El escritor Marco Antonio Torres Mazón publica una nueva entrega de sus Cuadernos de Primavera. En esta ocasión, el autor reflexiona sobre la despedida de la primavera, la memoria familiar y el recuerdo de la tía M., entre referencias literarias, experiencias personales y la cercanía del verano.
Cuaderno de primavera XII: El adiós de la primavera y de la tía M.
La lectura del libro de Los Hechos de los Apóstoles del domingo de Pentecostés.

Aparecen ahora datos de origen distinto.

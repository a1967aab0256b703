//! Kconfig parser.
//!
//! Builds the raw menu tree: nodes are linked and carry their own properties,
//! but nothing has been propagated yet. See [`crate::finalize`] for the
//! second stage.

mod glob;
mod lexer;
mod preprocess;

use std::path::Path;

pub use preprocess::{DefaultPreprocessor, Preprocessor};

use crate::{
    Kconfig, Result,
    error::{Error, Location},
    expr::{ChoiceId, Expr, ExprRef, Item, SymbolId, make_and, make_or},
    menu::{MenuItem, MenuNode, NodeId},
    tristate::SymbolType,
    util::expand_tabs,
};
use lexer::{Token, tokenize};

/// A tokenized logical line.
pub(crate) struct Line {
    tokens: Vec<Token>,
    pos: usize,
    filename: String,
    linenr: usize,
    text: String,
}

impl Line {
    fn peek(&self) -> Option<&Token> {
        self.tokens.get(self.pos)
    }

    fn next_tok(&mut self) -> Option<Token> {
        let tok = self.tokens.get(self.pos).cloned();
        if tok.is_some() {
            self.pos += 1;
        }
        tok
    }

    fn check(&mut self, tok: &Token) -> bool {
        if self.peek() == Some(tok) {
            self.pos += 1;
            true
        } else {
            false
        }
    }

    fn check_word(&mut self, word: &str) -> bool {
        if matches!(self.peek(), Some(Token::Word(w)) if w == word) {
            self.pos += 1;
            true
        } else {
            false
        }
    }

    fn at_end(&self) -> bool {
        self.pos >= self.tokens.len()
    }

    fn keyword(&self) -> Option<&str> {
        match self.tokens.first() {
            Some(Token::Word(w)) => Some(w),
            _ => None,
        }
    }

    fn loc(&self) -> (&str, usize) {
        (&self.filename, self.linenr)
    }

    fn error(&self, msg: impl AsRef<str>) -> Error {
        Error::parse(
            Location::new(&self.filename, self.linenr),
            format!("couldn't parse '{}': {}", self.text.trim(), msg.as_ref()),
        )
    }
}

/// Physical lines of one Kconfig file.
struct Reader {
    filename: String,
    lines: Vec<String>,
    pos: usize,
    pending: Option<Line>,
}

impl Reader {
    fn new(filename: &str, text: &str) -> Self {
        Self {
            filename: filename.to_string(),
            lines: text.lines().map(str::to_string).collect(),
            pos: 0,
            pending: None,
        }
    }

    fn read_raw(&mut self) -> Option<String> {
        let line = self.lines.get(self.pos).cloned();
        if line.is_some() {
            self.pos += 1;
        }
        line
    }

    fn unread_raw(&mut self) {
        self.pos -= 1;
    }

    /// Line number of the line returned by the last `read_raw`.
    fn linenr(&self) -> usize {
        self.pos
    }
}

struct Parser<'a> {
    kconf: &'a mut Kconfig,
    pp: &'a mut dyn Preprocessor,
    include_path: Vec<(String, usize)>,
}

/// Parses `text` as the top Kconfig file into `kconf`.
pub(crate) fn parse(
    kconf: &mut Kconfig,
    filename: &str,
    text: &str,
    pp: &mut dyn Preprocessor,
) -> Result<()> {
    let top = kconf.top_node;
    let mut parser = Parser {
        kconf,
        pp,
        include_path: Vec::new(),
    };
    let mut reader = Reader::new(filename, text);
    let last = parser.parse_block(&mut reader, None, top, top)?;
    parser.node_mut(last).next = None;
    let first = parser.node_mut(top).next.take();
    parser.node_mut(top).list = first;
    debug!(
        "parsed {} ({} files, {} nodes)",
        filename,
        parser.kconf.kconfig_filenames.len(),
        parser.kconf.nodes.len()
    );
    Ok(())
}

Desde niño me ha fascinado esa relación detallada de procedencia de las gentes: “Entre nosotros hay partos, medos, elamitas y habitantes de Mesopotamia, de Judea y Capadocia, del Ponto y Asia, de Frigia y Panfilia, de Egipto y de la zona de Libia que limita con Cirene; hay ciudadanos romanos forasteros, tanto judíos como prosélitos; también hay cretenses y árabes; y cada uno los oímos hablar de las grandezas de Dios en nuestra propia lengua”. Es como la relación de las naves aqueas en la Ilíada o como los capítulos donde se habla detalladamente de los diferentes cetáceos en Moby Dick. En el fondo es como una suerte de letanía, con ese ritmo sincopado de la estructura repetitiva. Como la vida misma, día tras día.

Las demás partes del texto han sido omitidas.